1: release abusive payment scheme to see just how much push back they get. If push back is minimal or losses are acceptable, end here and enjoy the profit.

2: if push back is strong, implement the actual payment policy that is still a significant increase, but less significant than the one above. And wait until the controversy blows over, which it will.

Yes, lots of developers will leave, lots of developers will choose a different engine for their new games, but there are a ton that will decide that it isn’t feasible to switch engines and plenty that will just eat the added cost. The thing that remains to be seen is just how much damage Unity has done in terms of new projects choosing other engines over theirs.

Ottomateeverything,

Claiming it’s “door in the face” is a little crazy here. If this is where they wanted to be, the “bait” changes could have been much much less bad than they were, and they still could’ve walked back to this.
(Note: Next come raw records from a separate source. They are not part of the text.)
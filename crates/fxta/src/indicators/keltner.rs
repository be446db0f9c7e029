//! Keltner Channels.
//!
//! An EMA of the close with bands a multiple of the ATR away:
//!
//! ```text
//! Middle = EMA(close, ema_period)
//! Upper  = Middle + multiplier × ATR(atr_period)
//! Lower  = Middle - multiplier × ATR(atr_period)
//! ```
//!
//! A position is defined only where both the EMA and the ATR are.

use crate::error::Result;
use crate::indicators::atr::atr;
use crate::indicators::ema::ema;
use crate::series::BandOutput;
use crate::traits::{validate_period, validate_same_len, SeriesElement};

/// Computes Keltner Channels.
///
/// # Errors
///
/// Returns `Error::InvalidPeriod` if either period is 0, or
/// `Error::LengthMismatch` if the inputs differ in length.
///
/// # Example
///
/// ```
/// use fxta::indicators::keltner::keltner;
///
/// let high = vec![2.0_f64; 25];
/// let low = vec![1.0_f64; 25];
/// let close = vec![1.5_f64; 25];
///
/// let channels = keltner(&high, &low, &close, 20, 10, 2.0).unwrap();
/// assert!(channels.middle[18].is_none());
/// assert_eq!(channels.upper[19], Some(3.5));
/// assert_eq!(channels.lower[19], Some(-0.5));
/// ```
pub fn keltner<T: SeriesElement>(
    high: &[T],
    low: &[T],
    close: &[T],
    ema_period: usize,
    atr_period: usize,
    multiplier: T,
) -> Result<BandOutput<T>> {
    validate_period(ema_period, "keltner")?;
    validate_period(atr_period, "keltner")?;
    let len = validate_same_len(&[("high", high.len()), ("low", low.len()), ("close", close.len())])?;

    let middle = ema(close, ema_period)?;
    let range = atr(high, low, close, atr_period)?;

    let mut output = BandOutput::undefined(len);
    for i in 0..len {
        if let (Some(m), Some(r)) = (middle[i], range[i]) {
            let width = multiplier * r;
            output.set(i, m + width, m, m - width);
        }
    }
    Ok(output)
}

/// Keltner Channels configuration.
#[derive(Debug, Clone, Copy, PartialEq)]
pub struct Keltner {
    ema_period: usize,
    atr_period: usize,
    multiplier: f64,
}

impl Default for Keltner {
    /// Standard parameters (EMA 20, ATR 10, multiplier 2).
    fn default() -> Self {
        Self {
            ema_period: 20,
            atr_period: 10,
            multiplier: 2.0,
        }
    }
}

impl Keltner {
    /// Creates a configuration with standard parameters.
    #[must_use]
    pub fn new() -> Self {
        Self::default()
    }

    /// Sets the EMA period of the middle line.
    #[must_use]
    pub const fn ema_period(mut self, period: usize) -> Self {
        self.ema_period = period;
        self
    }

    /// Sets the ATR period of the band width.
    #[must_use]
    pub const fn atr_period(mut self, period: usize) -> Self {
        self.atr_period = period;
        self
    }

    /// Sets the ATR multiplier.
    #[must_use]
    pub const fn multiplier(mut self, multiplier: f64) -> Self {
        self.multiplier = multiplier;
        self
    }

    /// Returns the EMA period.
    #[must_use]
    pub const fn get_ema_period(&self) -> usize {
        self.ema_period
    }

    /// Returns the ATR period.
    #[must_use]
    pub const fn get_atr_period(&self) -> usize {
        self.atr_period
    }

    /// Returns the ATR multiplier.
    #[must_use]
    pub const fn get_multiplier(&self) -> f64 {
        self.multiplier
    }

    /// Computes Keltner Channels using the configured parameters.
    ///
    /// # Errors
    ///
    /// Returns an error if a period is 0 or the inputs differ in length.
    pub fn compute<T: SeriesElement>(&self, high: &[T], low: &[T], close: &[T]) -> Result<BandOutput<T>> {
        keltner(
            high,
            low,
            close,
            self.ema_period,
            self.atr_period,
            T::from_f64(self.multiplier)?,
        )
    }
}

#[cfg(test)]
mod tests {
    #![allow(clippy::all, clippy::pedantic, clippy::nursery)]
    use super::*;
    use crate::utils::{approx_eq, count_undefined_prefix, EPSILON};

    #[test]
    fn test_keltner_defined_where_both_defined() {
        let high = vec![2.0_f64; 30];
        let low = vec![1.0_f64; 30];
        let close = vec![1.5_f64; 30];

        // ATR is the longer warm-up here.
        let out = keltner(&high, &low, &close, 5, 12, 2.0).unwrap();
        assert_eq!(count_undefined_prefix(&out.middle), 11);

        // EMA is the longer warm-up here.
        let out = keltner(&high, &low, &close, 20, 10, 2.0).unwrap();
        assert_eq!(count_undefined_prefix(&out.upper), 19);
    }

    #[test]
    fn test_keltner_band_width() {
        let high: Vec<f64> = (0..40).map(|i| 1.1 + (f64::from(i) * 0.2).sin() * 0.01).collect();
        let low: Vec<f64> = high.iter().map(|h| h - 0.003).collect();
        let close: Vec<f64> = high.iter().map(|h| h - 0.001).collect();
        let out = keltner(&high, &low, &close, 20, 10, 2.0).unwrap();
        let range = atr(&high, &low, &close, 10).unwrap();
        for i in 19..40 {
            let width = out.upper[i].unwrap() - out.middle[i].unwrap();
            assert!(approx_eq(width, 2.0 * range[i].unwrap(), 1e-9));
            let lower_width = out.middle[i].unwrap() - out.lower[i].unwrap();
            assert!(approx_eq(width, lower_width, 1e-9));
        }
    }

    #[test]
    fn test_keltner_middle_is_ema() {
        let close: Vec<f64> = (0..30).map(f64::from).collect();
        let high: Vec<f64> = close.iter().map(|c| c + 1.0).collect();
        let low: Vec<f64> = close.iter().map(|c| c - 1.0).collect();
        let out = keltner(&high, &low, &close, 20, 10, 2.0).unwrap();
        let expected = ema(&close, 20).unwrap();
        for i in 19..30 {
            assert!(approx_eq(out.middle[i].unwrap(), expected[i].unwrap(), EPSILON));
        }
    }

    #[test]
    fn test_keltner_errors() {
        let x = [1.0_f64; 3];
        assert!(keltner(&x, &x, &x, 0, 10, 2.0).is_err());
        assert!(keltner(&x, &x, &x, 20, 0, 2.0).is_err());
        assert!(keltner(&x, &x[..1], &x, 20, 10, 2.0).is_err());
        let config = Keltner::default();
        assert_eq!((config.get_ema_period(), config.get_atr_period()), (20, 10));
        assert_eq!(config.get_multiplier(), 2.0);
    }
}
Hell, they could have announced a 10% revenue split and it would’ve looked much better than what they pitched. And they could still walk back to 2.5% and looked like heroes. And it wouldn’t have lost them nearly as much trust. Nor made them look as bad.

If this was what they were trying to do, they’d have to have been even dumber to have made it this bad.

I’m more willing to bet they’re just fucking stupid. Or that a few people on the board had this as a fucking moronic idea, and the rest managed to take back control after it went totally sideways.

But claiming that it’s a door in the face requires them to be evil enough to do it, stupid enough to not realize they’re overdoing it, crazy enough to think it’d work, etc. It seems way too contrived.

delcake,
@delcake@kbin.social avatar

Agreed, this whole Unity thing seemed more like they were surprised the peasants were revolting. Completely unaware of the danger of putting developer bills directly in to the hands of the end users, and not considering that a "trust me bro I counted how much you owe me" blackbox accounting method was too much to ask.

WhiskyTangoFoxtrot,

Also announcing that if you’ve ever used Unity they can just suddenly decide that you owe them more money.

OpenTTD,

…which engine is the upstart and promising engine following in Blender’s footsteps? Do you mean what Unity was supposed to be until they ruined it, or did you forget to drop the name of the engine in question?

Panda,

The engine following in Blender’s footsteps would most likely be Godot.

doggle,

Unity was never open source and thus could never follow blender’s path. They’re almost certainly referring to Godot.

doggle,

Yeah, very few studios would retool an existing project. The real question is whether any of them will be picking unity for their next project. And will young people getting into game dev choose Unity over others? I don’t expect to see a sharp decrease in the number of Unity projects in the next year, but rather a slow descent, while Godot picks up steam and Unreal further cements itself as the professional’s tool.

echo64,

All the tutorials and learning resources are hyper unity focused. That’s why so many game devs pick it up. That’s why they cornered the less than AAA industry. A young person will choose unity over the others for the same reason as they did last year. The endless resources to teach.

It’s likely almost all developers will pick unity for the next project too. All their knowledge is in unity, not Godot or unreal. We have this problem in other software industries too, some languages and frameworks are just better, but you can’t use them in your project because there are only five people in the industry that know how to use it well.